Женщина пошла работать, оставив дочь и сына на попечение брата. Она носила щебень на строительство моста, которое началось неподалеку от их деревни. Исстари местные жители переправлялись через пропасти и реки, перекидывая через них нехитрые мосты из пеньковых веревок, ивовой коры, скрепляя их кожаными ремнями. Скромное сооружение из бетонных плит, которым строители соединяли два берега реки, казалось крестьянам архитектурным шедевром.

Мать тяжелым трудом добывала хлеб насущный. Экономные хозяева стройки не обременяли бюджет расходами на бульдозеры, экскаваторы и прочую технику, используя их в минимальных количествах. Зачем? Это лишнее, когда в окрестных деревнях всегда найдутся рабочие руки. За скромную плату горцы выполняли самую тяжелую работу. Все равно эти деньги были неслыханным богатством для крестьян.

Ганга вместе с братом Тхакуром выполняла всю домашнюю работу. Когда усталая мать приходила домой, а идти было несколько километров, то ее уже ждал ужин и даже какое-нибудь лакомство — лесные ягоды, собранные дочерью, или горсть абрикосов, которые приносил сын.

Казалось, что жизнь понемногу берет свое, но беда вновь постучалась в облюбованные двери.

— Ну, как вы тут живете, ребятишки, — дядя Ганга вошел в дом и, пряча глаза, неловко переминался у порога.

— Спасибо, дядя, хорошо, — ответила девочка, растирающая в ступке зерна высокогорного ячменя — грима.

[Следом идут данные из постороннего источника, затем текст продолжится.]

use serde_json::{Value, json};

/// Three orders whose amounts sum to 600.
pub fn orders() -> Value {
    json!([
        { "id": "o1", "amount": 100, "status": "paid" },
        { "id": "o2", "amount": 200, "status": "open" },
        { "id": "o3", "amount": 300, "status": "paid" }
    ])
}

/// Two products for the simple repeater case.
pub fn products() -> Value {
    json!([
        { "name": "A", "price": 10 },
        { "name": "B", "price": 20 }
    ])
}

/// Categories that each carry their own products.
pub fn categories() -> Value {
    json!([
        {
            "name": "Lighting",
            "products": [
                { "name": "Lamp", "price": 20 },
                { "name": "Bulb", "price": 2.5 }
            ]
        },
        {
            "name": "Office",
            "products": [
                { "name": "Desk", "price": 150 }
            ]
        },
        {
            "name": "Empty",
            "products": []
        }
    ])
}

/// A page document exercising state, users, tables and nested repeaters.
pub fn catalog_page() -> Value {
    json!({
        "state": { "title": "Catalog", "discount": 0.1 },
        "user": { "name": "Ada", "role": "admin" },
        "now": "2024-03-31T14:05:09",
        "tables": {
            "categories": categories(),
            "orders": { "id": "tbl_orders", "rows": orders() }
        },
        "components": [
            {
                "id": "heading",
                "kind": "text",
                "props": { "text": "{{title}} for {{user.name}} on {{today|date:DD/MM/YYYY}}" }
            },
            {
                "id": "summary",
                "kind": "text",
                "bindings": {
                    "text": { "type": "dynamic", "expression": "{{orders.count()}} orders, {{tbl_orders.sum(amount)|currency:USD}}" }
                }
            },
            {
                "id": "categories",
                "kind": "repeater",
                "bindings": { "data": { "type": "table", "table": "categories" } },
                "children": [
                    {
                        "id": "category",
                        "kind": "container",
                        "props": { "title": "{{item.name}} ({{item.products.count()}})" },
                        "children": [
                            {
                                "id": "products",
                                "kind": "repeater",
                                "props": { "data": "{{item.products}}" },
                                "children": [
                                    {
                                        "id": "product",
                                        "kind": "button",
                                        "props": {
                                            "label": "{{item.name}} - {{item.price|currency:USD}}",
                                            "sale": "{{formula:round({item.price} * (1 - {discount}), 2)}}"
                                        },
                                        "events": [
                                            { "event": "click", "action": "navigate", "params": { "product": "{{item.name}}" } }
                                        ]
                                    }
                                ]
                            }
                        ]
                    }
                ]
            }
        ]
    })
}
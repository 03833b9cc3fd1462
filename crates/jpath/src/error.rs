use thiserror::Error;

#[derive(Error, Debug, Clone, PartialEq)]
pub enum JPathError {
    #[error("Path parse error in '{0}': {1}")]
    PathParse(String, String),

    #[error("Aggregation '{0}' must be the last segment of '{1}'")]
    MisplacedCall(String, String),

    #[error("Unknown aggregate function: {0}")]
    UnknownAggregate(String),
}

— Со всеми делами уже управились, — добавил по-взрослому Тхакур. — Мама придет, а мы все сделали.

Старик тяжело вздохнул, хотел заговорить, но не смог.

— Что-то случилось, дядя? — спросила девочка.

— Ваша мама больше не придет, дети…

Строительство моста велось с большими технологическими нарушениями. Подрядчики крали цемент грузовиками, рассчитывая, что в такой глуши никто не будет их проверять — мост строится, а дальнейшая его судьба уже не их забота.